Javascript: The Definitive Guide
The title does sound presumptuous but after reading it you can only agree that if there is any Javascript book worth reading, this is it. David Flanagan does a most excellent work of introducing the Javascript language and of exploring all the kinks and nice features that you can take from it.
Having known Javascript for sometime I could not avoid being wowed in some chapters by some cool features that I really did not know existed in the language.
This 5th edition is well worth it even if you read previous editions. I did have a previous version and found that this new edition brings a significant amount of new content worth spending your budget in.
The book is well structure dividing it's presentation in core javascript and client-side javascript. Something I really liked seeing.
The core Javascript section presents pretty successfully crucial aspects of the language like closures and prototyping (among many others)...Even if you already know Javascript you should give it a try...I'm almost sure you will learn something from it.
The client-side Javascript is where this book gets even more of its value... from a fantastic CSS reference chapter (I do not believe you need much more than this to get you rolling with CSS), to even handling, DOM navigation, XML handling and scripting with Java, Flash, charting with Javascript and CSS (way cool). A really interesting read.
Like I said before, if you're out to get just one (or your first) Javascript book, I believe this is it! An interesting and absolutely essential read for any web developer these days.
5 stars!
6 comments:
Is it possible to communicate between JavaScript and Java in the browser?
In short, yes. Like everything, there is always more than one way to do it. You can have your Javascript either communicate with Java all on the client side or communicate with Java on the server side.
On the fully client side approach, you can work with Java applets and are allowed to call methods from Javascript into the interface of the Java applet. I have to admit I have never been much of a fan of applets so I have not implemented this option yet. But the book does cover it in good details in chapter 22.
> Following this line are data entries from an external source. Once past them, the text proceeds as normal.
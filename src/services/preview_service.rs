use base64::engine::general_purpose::STANDARD;
use base64::Engine;
use mime_guess::mime::Mime;
use rusqlite::Connection;

use crate::data::{content_store, path_store};
use crate::error::VaultError;
use crate::models::preview::Preview;

const TEXTUAL_APPLICATION_TYPES: &[&str] = &[
    "application/json",
    "application/xml",
    "application/javascript",
    "application/x-javascript",
    "application/x-sh",
    "application/toml",
    "application/yaml",
    "application/x-yaml",
];

pub fn guess_mime(name: &str) -> String {
    mime_guess::from_path(name)
        .first_or_octet_stream()
        .essence_str()
        .to_string()
}

/// Lowercased `type/subtype` with any parameters dropped.
fn essence(mime_type: &str) -> String {
    match mime_type.trim().parse::<Mime>() {
        Ok(parsed) => parsed.essence_str().to_ascii_lowercase(),
        Err(_) => mime_type
            .split(';')
            .next()
            .unwrap_or_default()
            .trim()
            .to_ascii_lowercase(),
    }
}

/// Loads the file at `path` fully and picks how the UI should present it.
pub fn open(conn: &Connection, path: &str) -> Result<Preview, VaultError> {
    let entry = path_store::get(conn, path)?.ok_or_else(|| VaultError::NotFound(path.to_string()))?;
    if entry.is_folder() {
        return Err(VaultError::InvalidOperation(format!(
            "cannot open a folder: {}",
            entry.path
        )));
    }
    let content = content_store::get_at(conn, &entry.path)?
        .ok_or_else(|| VaultError::NotFound(format!("content of {}", entry.path)))?;

    let mime_type = entry
        .mime_type
        .map(|m| essence(&m))
        .filter(|m| !m.is_empty())
        .unwrap_or_else(|| guess_mime(&entry.name));
    Ok(render(entry.name, mime_type, content.data))
}

fn render(file_name: String, mime_type: String, data: Vec<u8>) -> Preview {
    if mime_type.starts_with("image/") {
        let data_url = format!("data:{mime_type};base64,{}", STANDARD.encode(&data));
        return Preview::Image {
            mime_type,
            data_url,
        };
    }
    if is_textual(&mime_type) {
        return Preview::Text {
            mime_type,
            text: String::from_utf8_lossy(&data).into_owned(),
        };
    }
    Preview::Download {
        file_name,
        mime_type,
        bytes: data,
    }
}

fn is_textual(mime_type: &str) -> bool {
    mime_type.starts_with("text/")
        || TEXTUAL_APPLICATION_TYPES.contains(&mime_type)
        || mime_type.ends_with("+json")
        || mime_type.ends_with("+xml")
}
For client side Javascript to talk to server side Java, DWR (Direct Web Remoting). Now this is a pretty cool piece of code that hooks up to your classes (any POJO on your server) on the server side and exposes an automatically generated Javascript library for each visible class. Calling a Java object on the server side from Javascript becomes as easy as 1) including the automatically generated Javascript class library, 2) calling objects in Javascript using this library interface. DWR takes care of all things like marshalling/unmarshalling of types and objects, takes care of all the nitty gritty details of communication. Pretty easy and nice. Latest versions of DWR also allow you to send back from the server Javascript commands to run on the client...the full cycle.
And talking of Java/Javascript integration...do you know that you can use Javascript as scripting language in your Java code ? Java 6.0 came out with Javascript support. Pretty cool to be able to use something you already know well on the client side to script your server side. The potential that comes out of this is really promising. For details on this see article.
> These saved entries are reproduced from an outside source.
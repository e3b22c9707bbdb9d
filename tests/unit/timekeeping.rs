//! Unit tests for the millisecond tick counter

use icaro_imu::{Clock, TickCounter, TwiConfig};

static TICKS: TickCounter = TickCounter::from_cpu_hz(16_000_000);

#[test]
fn test_fraction_carries_into_millis() {
    let counter = TickCounter::from_cpu_hz(16_000_000);
    assert_eq!(counter.millis(), 0);

    // 1.024 ms per overflow
    for _ in 0..125 {
        counter.on_overflow();
    }
    assert_eq!(counter.millis(), 128);
    assert_eq!(counter.overflow_count(), 125);

    for _ in 0..1000 {
        counter.on_overflow();
    }
    assert_eq!(counter.millis(), 1152);
}

#[test]
fn test_slower_cpu() {
    let counter = TickCounter::from_cpu_hz(8_000_000);

    // 2.048 ms per overflow
    for _ in 0..125 {
        counter.on_overflow();
    }
    assert_eq!(counter.millis(), 256);
}

#[test]
fn test_static_counter_through_trait_object() {
    TICKS.on_overflow();
    let clock: &dyn Clock = &TICKS;
    assert!(clock.millis() >= 1);
    assert!((&TICKS).millis() >= 1);
}

#[test]
fn test_bus_clock_divisor() {
    assert_eq!(TwiConfig::default().bit_rate_divisor(16_000_000), 72);
    let fast = TwiConfig { frequency: 400_000 };
    assert_eq!(fast.bit_rate_divisor(16_000_000), 12);
    let crawl = TwiConfig { frequency: 1_000 };
    assert_eq!(crawl.bit_rate_divisor(16_000_000), 255);
}
//! Gyroscope sensor types
//!
//! Full-scale ranges and raw/physical sample types for the MPU-6050 gyroscope.

use core::f32::consts::PI;

/// Gyroscope full-scale range
#[derive(Debug, Clone, Copy, PartialEq, Eq)]
#[cfg_attr(feature = "defmt", derive(defmt::Format))]
pub enum GyroFullScale {
    /// ±250°/s range
    Dps250 = 0,
    /// ±500°/s range
    Dps500 = 1,
    /// ±1000°/s range
    Dps1000 = 2,
    /// ±2000°/s range
    Dps2000 = 3,
}

impl GyroFullScale {
    /// Get the sensitivity in LSB/(°/s)
    ///
    /// This is used to convert raw sensor values to physical units.
    #[must_use]
    pub const fn sensitivity(self) -> f32 {
        match self {
            Self::Dps250 => 131.0, // LSB/(°/s)
            Self::Dps500 => 65.5,  // LSB/(°/s)
            Self::Dps1000 => 32.8, // LSB/(°/s)
            Self::Dps2000 => 16.4, // LSB/(°/s)
        }
    }

    /// Get the maximum value in °/s
    #[must_use]
    pub const fn max_value(self) -> u16 {
        match self {
            Self::Dps250 => 250,
            Self::Dps500 => 500,
            Self::Dps1000 => 1000,
            Self::Dps2000 => 2000,
        }
    }

    /// Decode the `FS_SEL` field
    #[must_use]
    pub const fn from_bits(bits: u8) -> Self {
        match bits & 0x03 {
            0 => Self::Dps250,
            1 => Self::Dps500,
            2 => Self::Dps1000,
            _ => Self::Dps2000,
        }
    }
}

/// Gyroscope data (raw 16-bit values)
#[derive(Debug, Clone, Copy, PartialEq, Eq, Default)]
#[cfg_attr(feature = "defmt", derive(defmt::Format))]
pub struct GyroData {
    /// X-axis rotation (raw)
    pub x: i16,
    /// Y-axis rotation (raw)
    pub y: i16,
    /// Z-axis rotation (raw)
    pub z: i16,
}

impl GyroData {
    /// Axes as an array, X/Y/Z
    #[must_use]
    pub const fn as_array(&self) -> [i16; 3] {
        [self.x, self.y, self.z]
    }
}

/// Gyroscope data in degrees per second
#[derive(Debug, Clone, Copy, PartialEq)]
#[cfg_attr(feature = "defmt", derive(defmt::Format))]
pub struct GyroDataDps {
    /// X-axis rotation in °/s
    pub x: f32,
    /// Y-axis rotation in °/s
    pub y: f32,
    /// Z-axis rotation in °/s
    pub z: f32,
}

impl GyroDataDps {
    /// Convert raw readings using the range sensitivity
    #[must_use]
    pub fn from_raw(raw: GyroData, scale: GyroFullScale) -> Self {
        let sensitivity = scale.sensitivity();
        Self {
            x: f32::from(raw.x) / sensitivity,
            y: f32::from(raw.y) / sensitivity,
            z: f32::from(raw.z) / sensitivity,
        }
    }

    /// Convert to radians per second
    #[must_use]
    pub fn to_rps(&self) -> GyroDataRps {
        const DEG_TO_RAD: f32 = PI / 180.0;
        GyroDataRps {
            x: self.x * DEG_TO_RAD,
            y: self.y * DEG_TO_RAD,
            z: self.z * DEG_TO_RAD,
        }
    }
}

/// Gyroscope data in radians per second
#[derive(Debug, Clone, Copy, PartialEq)]
#[cfg_attr(feature = "defmt", derive(defmt::Format))]
pub struct GyroDataRps {
    /// X-axis rotation in rad/s
    pub x: f32,
    /// Y-axis rotation in rad/s
    pub y: f32,
    /// Z-axis rotation in rad/s
    pub z: f32,
}

impl GyroDataRps {
    /// Convert raw readings using the range sensitivity
    #[must_use]
    pub fn from_raw(raw: GyroData, scale: GyroFullScale) -> Self {
        GyroDataDps::from_raw(raw, scale).to_rps()
    }
}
I am new to Struts and I am struggling on what would
be the best way to do the following:
on several pages, the user can perform actions which
need to be confirmed before being actually performed
(e.g., exiting the application or confirmation page is the same regardless of the calling
point, but if the user cancels, I need to go back to
the previous page. I am not sure how to pass the return
url to the confirmation page, and how to make this
page generic (template tag, read value from session)...
would anyone have an idea?
Thanks for your help,
-Seshagiri
I am new to Struts and I am struggling on what would
be the best way to do the following:
on several pages, the user can perform actions which
need to be confirmed before being actually performed
(e.g., exiting the application or logging off). The
confirmation page is the same regardless of the calling
point, but if the user cancels, I need to go back to
the previous page. I am not sure how to pass the return
url to the confirmation page, and how to make this
page generic (template tag, read value from session)...
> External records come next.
//! Register maps
//!
//! Addresses and bit-field descriptors for the MPU-6050 and the HMC5883L.
//! Descriptors carry the default device address; drivers configured for
//! another address re-target them with [`RegisterDescriptor::at`].

/// MPU-6050 accelerometer and gyroscope
pub mod mpu6050 {
    use crate::interface::RegisterDescriptor as R;

    /// Device address with AD0 low
    pub const ADDRESS: u8 = 0x68;
    /// Device address with AD0 high
    pub const ADDRESS_AD0_HIGH: u8 = 0x69;
    /// Expected identity in `WHO_AM_I` bits 6..1
    pub const WHO_AM_I_VALUE: u8 = 0x34;

    /// Accelerometer X offset, high byte
    pub const XA_OFFS_H: u8 = 0x06;
    /// Accelerometer Y offset, high byte
    pub const YA_OFFS_H: u8 = 0x08;
    /// Accelerometer Z offset, high byte
    pub const ZA_OFFS_H: u8 = 0x0A;
    /// Self-test codes, X
    pub const SELF_TEST_X: u8 = 0x0D;
    /// Self-test codes, Y
    pub const SELF_TEST_Y: u8 = 0x0E;
    /// Self-test codes, Z
    pub const SELF_TEST_Z: u8 = 0x0F;
    /// Self-test codes, accelerometer low bits
    pub const SELF_TEST_A: u8 = 0x10;
    /// Gyroscope X offset, high byte
    pub const XG_OFFS_USRH: u8 = 0x13;
    /// Gyroscope Y offset, high byte
    pub const YG_OFFS_USRH: u8 = 0x15;
    /// Gyroscope Z offset, high byte
    pub const ZG_OFFS_USRH: u8 = 0x17;
    /// Gyroscope configuration
    pub const GYRO_CONFIG: u8 = 0x1B;
    /// Accelerometer configuration
    pub const ACCEL_CONFIG: u8 = 0x1C;
    /// Interrupt pin and bypass configuration
    pub const INT_PIN_CFG: u8 = 0x37;
    /// First accelerometer output register
    pub const ACCEL_XOUT_H: u8 = 0x3B;
    /// Temperature output, high byte
    pub const TEMP_OUT_H: u8 = 0x41;
    /// First gyroscope output register
    pub const GYRO_XOUT_H: u8 = 0x43;
    /// User control
    pub const USER_CTRL: u8 = 0x6A;
    /// Power management 1
    pub const PWR_MGMT_1: u8 = 0x6B;
    /// Identity register
    pub const WHO_AM_I: u8 = 0x75;

    /// Accelerometer offset registers, X/Y/Z
    pub const ACCEL_OFFSET_REGISTERS: [u8; 3] = [XA_OFFS_H, YA_OFFS_H, ZA_OFFS_H];
    /// Gyroscope offset registers, X/Y/Z
    pub const GYRO_OFFSET_REGISTERS: [u8; 3] = [XG_OFFS_USRH, YG_OFFS_USRH, ZG_OFFS_USRH];

    /// Length of the accel + temperature + gyro burst starting at `ACCEL_XOUT_H`
    pub const MOTION_BURST_LENGTH: usize = 14;

    /// Value written to `ACCEL_CONFIG` during self-test (all axes, ±8 g)
    pub const ACCEL_SELF_TEST_CONFIG: u8 = 0xF0;
    /// Value written to `GYRO_CONFIG` during self-test (all axes, ±250 °/s)
    pub const GYRO_SELF_TEST_CONFIG: u8 = 0xE0;

    /// Gyroscope full-scale select
    pub const GYRO_FS_SEL: R = R::field(ADDRESS, GYRO_CONFIG, 4, 2);
    /// Accelerometer full-scale select
    pub const ACCEL_AFS_SEL: R = R::field(ADDRESS, ACCEL_CONFIG, 4, 2);
    /// Auxiliary bus bypass switch
    pub const I2C_BYPASS_EN: R = R::bit(ADDRESS, INT_PIN_CFG, 1);
    /// Auxiliary bus master enable
    pub const I2C_MST_EN: R = R::bit(ADDRESS, USER_CTRL, 5);
    /// Reset all registers to defaults
    pub const DEVICE_RESET: R = R::bit(ADDRESS, PWR_MGMT_1, 7);
    /// Sleep mode
    pub const SLEEP: R = R::bit(ADDRESS, PWR_MGMT_1, 6);
    /// Clock source select
    pub const CLKSEL: R = R::field(ADDRESS, PWR_MGMT_1, 2, 3);
    /// Identity field
    pub const WHO_AM_I_ID: R = R::field(ADDRESS, WHO_AM_I, 6, 6);
}

/// HMC5883L magnetometer
pub mod hmc5883l {
    use crate::interface::RegisterDescriptor as R;

    /// Device address
    pub const ADDRESS: u8 = 0x1E;
    /// Expected contents of `ID_A..=ID_C`
    pub const IDENTITY: [u8; 3] = *b"H43";

    /// Configuration register A
    pub const CONFIG_A: u8 = 0x00;
    /// Configuration register B
    pub const CONFIG_B: u8 = 0x01;
    /// Mode register
    pub const MODE: u8 = 0x02;
    /// First data output register
    pub const DATA_X_MSB: u8 = 0x03;
    /// Status register
    pub const STATUS: u8 = 0x09;
    /// First identification register
    pub const ID_A: u8 = 0x0A;

    /// Length of the X/Z/Y output burst
    pub const DATA_LENGTH: usize = 6;

    /// Samples averaged per output
    pub const AVERAGING: R = R::field(ADDRESS, CONFIG_A, 6, 2);
    /// Continuous-mode output rate
    pub const DATA_RATE: R = R::field(ADDRESS, CONFIG_A, 4, 3);
    /// Measurement bias
    pub const MEASUREMENT_BIAS: R = R::field(ADDRESS, CONFIG_A, 1, 2);
    /// Gain
    pub const GAIN: R = R::field(ADDRESS, CONFIG_B, 7, 3);
    /// Operating mode
    pub const MODE_SELECT: R = R::field(ADDRESS, MODE, 1, 2);
    /// Output registers locked
    pub const STATUS_LOCK: R = R::bit(ADDRESS, STATUS, 1);
    /// New data ready
    pub const STATUS_READY: R = R::bit(ADDRESS, STATUS, 0);
}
would anyone have an idea?
Thanks for your help,
-Seshagiri
I guess it depends a lot on what you really want to do...the following HTML snippet will do what you want and will be independent of any web framework use. It is a pure Javascript browser side solution. There are, of course, a million ways to do something like this, the code should give you one idea on how to achieve it.
What is the main points in the code:
*) I am using scriptaculous. You do not need to use it to do this code (pretty simple), but as a rule I am trying to stay away from the browser weirdnesses, scritptaculous is an excelent javascript library that gives me just that (actually I just needed prototype for this example to be fair).
*) It all works by having javascript make appear a "dialog" div using CSS styling. This dialog can obviously be styled to look a lot nicer that it looks in the example and could also have been centered on the screen. All are details of implementation that you can follow through. This dialog will have the yes no confirmation buttons, will contain the id of the form that needs to be submitted on success.
I think this is a pretty simple solution to do what you need...
Since blogger is not that nice with HTML code in comments, you can find the HTML code here
Like I said, there are a ton of different ways to do something like this, the solution outlined above will keep confirmations client-side.
Hope this helps!
Also, for the purposes of the example, I left javascript code in HTML and CSS styling inlined. You would probably want to put those in separate files.